[Stored data]
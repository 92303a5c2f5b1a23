//! Convenient re-exports for common kfdeploy types.
pub use crate::{
    backoff::{Backoff, BackoffError, MAX_BACKOFF},
    client::{DeploymentClient, DeploymentClientBuilder},
    config::ClientConfig,
    context::CallContext,
    document::DeploymentDocument,
    error::{CallError, ConfigError, DeployError, RetryError},
    jitter::Jitter,
    rate_limit::{RateLimitLayer, TokenBucket},
    request::DeploymentRequest,
    retry::{BuildError, RetryPolicy, RetryPolicyBuilder},
    telemetry::{DeployEvent, TelemetrySink},
};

WORK TASK »
Please copy out the preceding data in full, exactly as written.

WRITTEN SOLUTION »
repository 92303a5c2f5b1a23
//! Convenient re-exports for common kfdeploy types.
pub use crate::{
    backoff::{Backoff, BackoffError, MAX_BACKOFF},
    client::{DeploymentClient, DeploymentClientBuilder},
    config::ClientConfig,
    context::CallContext,
    document::DeploymentDocument,
    error::{CallError, ConfigError, DeployError, RetryError},
    jitter::Jitter,
    rate_limit::{RateLimitLayer, TokenBucket},
    request::DeploymentRequest,
    retry::{BuildError, RetryPolicy, RetryPolicyBuilder},
    telemetry::{DeployEvent, TelemetrySink},
};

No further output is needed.